The show car is an homage to the very first Daimler-Benz model to use the name Mercedes, which was itself a tribute to Mercedes Jellinek, the daughter of Emil Jellinek, a German-born entrepreneur who was one of the earliest – and most successful – of the company’s dealers, operating in the French coastal city of Nice.
Billed by some as “the first modern car,” it won a major European race that convinced automakers that the best layout for a car put the radiator and engine up front while sending power to the back wheels. A production version, the 1901 Mercedes Simplex, essentially became the prototype for the cars we’ve seen ever since.
It also marked a major improvement in the products the German company was selling at the time, which was why the Mercedes name was subsequently badged onto all of its future products.
At first glance, the Vision Mercedes Simplex is decidedly retro, but a closer inspection reveals just how much it looks towards the future. Take the “grille.” Set in a classic, rose-gold frame, it is here a video display screen. It projects the original “Mercedes” script, as well as retro take on the brand’s tri-star logo. But it also can be used to advise pedestrians and other motorists with information about the vehicle, such as the direction it is turning.
Under that retro hood, there’s what the German marque describes as an “alternative drive.” We’d love to know exactly what that means but, at least for now, Mercedes is keeping us guessing. Odds are that it is some form of electric propulsion system, however.
The wheels are pushed out to the concept’s four corners. Among the more unusual details: the outer portion of the wheels, with their ultra-low-profile tires, rotate around a fixed center, a bevel gear delivering the power.
Inside, there’s a classic bench seat for two clad in rich cobalt blue upholstery. The steering wheel, meanwhile, is very retro-futuristic, with bottom-hinged pedals framing the steering column. There’s a dearth of knobs, switches and other controls. An
d gauges are projected onto a simple screen atop the dash.

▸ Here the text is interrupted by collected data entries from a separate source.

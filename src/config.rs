//! Configuration of the initial bank state.
//!
//! Configuration sources (highest priority first):
//! 1. Explicit path (`--config` flag or `BANKSAFE_CONFIG`)
//! 2. Project file (.banksafe/config.yaml)
//! 3. User file (<config dir>/banksafe/config.yaml)
//! 4. Built-in classic example (5 processes, 3 resource types)
//!
//! Config file discovery:
//! - Searches current directory and parents for .banksafe/config.yaml

use std::fmt;
use std::path::{Path, PathBuf};

use anyhow::{Context, Result};
use serde::{Deserialize, Serialize};

use crate::core::{default_resource_names, Bank};
use crate::domain::SystemSnapshot;

/// Config file schema version understood by this build
pub const CONFIG_VERSION: &str = "1.0";

/// Raw config file schema (matches YAML structure)
#[derive(Debug, Clone, Serialize, Deserialize)]
pub struct ConfigFile {
    pub version: String,

    /// Declared process count (checked against the matrices when present)
    #[serde(default)]
    pub processes: Option<usize>,

    /// Declared resource type count (checked against `available` when present)
    #[serde(default)]
    pub resources: Option<usize>,

    /// Display names for resource types (defaults to A, B, C, ...)
    #[serde(default)]
    pub resource_names: Option<Vec<String>>,

    pub available: Vec<u32>,
    pub maximum: Vec<Vec<u32>>,
    pub allocation: Vec<Vec<u32>>,
}

impl ConfigFile {
    /// The textbook example: 5 processes, resource types A, B, C
    pub fn classic() -> Self {
        Self {
            version: CONFIG_VERSION.to_string(),
            processes: Some(5),
            resources: Some(3),
            resource_names: Some(vec!["A".to_string(), "B".to_string(), "C".to_string()]),
            available: vec![3, 3, 2],
            maximum: vec![
                vec![7, 5, 3],
                vec![3, 2, 2],
                vec![9, 0, 2],
                vec![2, 2, 2],
                vec![4, 3, 3],
            ],
            allocation: vec![
                vec![0, 1, 0],
                vec![2, 0, 0],
                vec![3, 0, 2],
                vec![2, 1, 1],
                vec![0, 0, 2],
            ],
        }
    }

    /// Validate and turn into a snapshot plus resource names
    pub fn resolve(self) -> Result<(SystemSnapshot, Vec<String>)> {
        if self.version != CONFIG_VERSION {
            anyhow::bail!(
                "Unsupported config version '{}' (expected '{}')",
                self.version,
                CONFIG_VERSION
            );
        }

        if self.maximum.is_empty() {
            anyhow::bail!("At least one process is required");
        }

        if let Some(processes) = self.processes {
            if processes != self.maximum.len() {
                anyhow::bail!(
                    "Config declares {} processes but maximum has {} rows",
                    processes,
                    self.maximum.len()
                );
            }
        }

        if let Some(resources) = self.resources {
            if resources != self.available.len() {
                anyhow::bail!(
                    "Config declares {} resources but available has {} entries",
                    resources,
                    self.available.len()
                );
            }
        }

        let resource_count = self.available.len();
        let names = match self.resource_names {
            Some(names) => {
                validate_names(&names, resource_count)?;
                names
            }
            None => default_resource_names(resource_count),
        };

        let snapshot = SystemSnapshot::new(self.available, self.maximum, self.allocation)
            .context("Invalid initial state")?;

        Ok((snapshot, names))
    }
}

fn validate_names(names: &[String], resource_count: usize) -> Result<()> {
    if names.len() != resource_count {
        anyhow::bail!(
            "Expected {} resource names, got {}",
            resource_count,
            names.len()
        );
    }

    for (i, name) in names.iter().enumerate() {
        if name.trim().is_empty() {
            anyhow::bail!("Resource name {} is empty", i);
        }
        if names[..i].contains(name) {
            anyhow::bail!("Duplicate resource name '{}'", name);
        }
    }

    Ok(())
}

/// Where the configuration came from
#[derive(Debug, Clone, PartialEq, Eq)]
pub enum ConfigSource {
    /// `--config` flag or `BANKSAFE_CONFIG`
    Explicit(PathBuf),
    /// `.banksafe/config.yaml` in the current directory or a parent
    Project(PathBuf),
    /// Per-user config directory
    User(PathBuf),
    /// Compiled-in classic example
    Builtin,
}

impl fmt::Display for ConfigSource {
    fn fmt(&self, f: &mut fmt::Formatter<'_>) -> fmt::Result {
        match self {
            ConfigSource::Explicit(path) => write!(f, "{} (explicit)", path.display()),
            ConfigSource::Project(path) => write!(f, "{} (project)", path.display()),
            ConfigSource::User(path) => write!(f, "{} (user)", path.display()),
            ConfigSource::Builtin => f.write_str("built-in classic example"),
        }
    }
}

/// Validated configuration ready to open a bank
#[derive(Debug, Clone)]
pub struct ResolvedConfig {
    pub source: ConfigSource,
    pub snapshot: SystemSnapshot,
    pub resource_names: Vec<String>,
}

impl ResolvedConfig {
    /// Open a bank session over the configured initial state
    pub fn into_bank(self) -> Result<Bank> {
        Bank::new(self.snapshot, self.resource_names)
    }
}

/// Find config file by searching `start` and its parents
fn find_config_file(start: &Path) -> Option<PathBuf> {
    let mut current = start.to_path_buf();

    loop {
        let config_path = current.join(".banksafe").join("config.yaml");
        if config_path.exists() {
            return Some(config_path);
        }

        if !current.pop() {
            break;
        }
    }

    None
}

/// Per-user config file, if it exists
fn user_config_file() -> Option<PathBuf> {
    let path = dirs::config_dir()?.join("banksafe").join("config.yaml");
    path.exists().then_some(path)
}

/// Load and parse config file
pub fn load_config_file(path: &Path) -> Result<ConfigFile> {
    let content = std::fs::read_to_string(path)
        .with_context(|| format!("Failed to read config file: {}", path.display()))?;

    serde_yaml::from_str(&content)
        .with_context(|| format!("Failed to parse config file: {}", path.display()))
}

/// Pick the highest-priority source that exists
fn locate(explicit: Option<&Path>, cwd: Option<&Path>, user: Option<PathBuf>) -> ConfigSource {
    if let Some(path) = explicit {
        return ConfigSource::Explicit(path.to_path_buf());
    }
    if let Some(path) = cwd.and_then(find_config_file) {
        return ConfigSource::Project(path);
    }
    match user {
        Some(path) => ConfigSource::User(path),
        None => ConfigSource::Builtin,
    }
}

fn resolve_source(source: ConfigSource) -> Result<ResolvedConfig> {
    let file = match &source {
        ConfigSource::Explicit(path) | ConfigSource::Project(path) | ConfigSource::User(path) => {
            load_config_file(path)?
        }
        ConfigSource::Builtin => ConfigFile::classic(),
    };

    let (snapshot, resource_names) = file
        .resolve()
        .with_context(|| format!("Invalid configuration from {}", source))?;

    Ok(ResolvedConfig {
        source,
        snapshot,
        resource_names,
    })
}

/// Load configuration from all sources
pub fn load_config(explicit: Option<&Path>) -> Result<ResolvedConfig> {
    let cwd = std::env::current_dir().ok();
    let source = locate(explicit, cwd.as_deref(), user_config_file());
    tracing::debug!(%source, "Loading configuration");
    resolve_source(source)
}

Many of Mercedes’ recent concepts offer hints of products to come. The Vision EQS unveiled in Frankfurt last week is thought to be hinting at an all-electric alternative to the S-Class. But don’t expect to see the Vision Mercedes Simplex in showrooms. It is a pure exercise in futuristic nostalgia, a paean to the past that hints of technologies we could see in other Mercedes products going forward.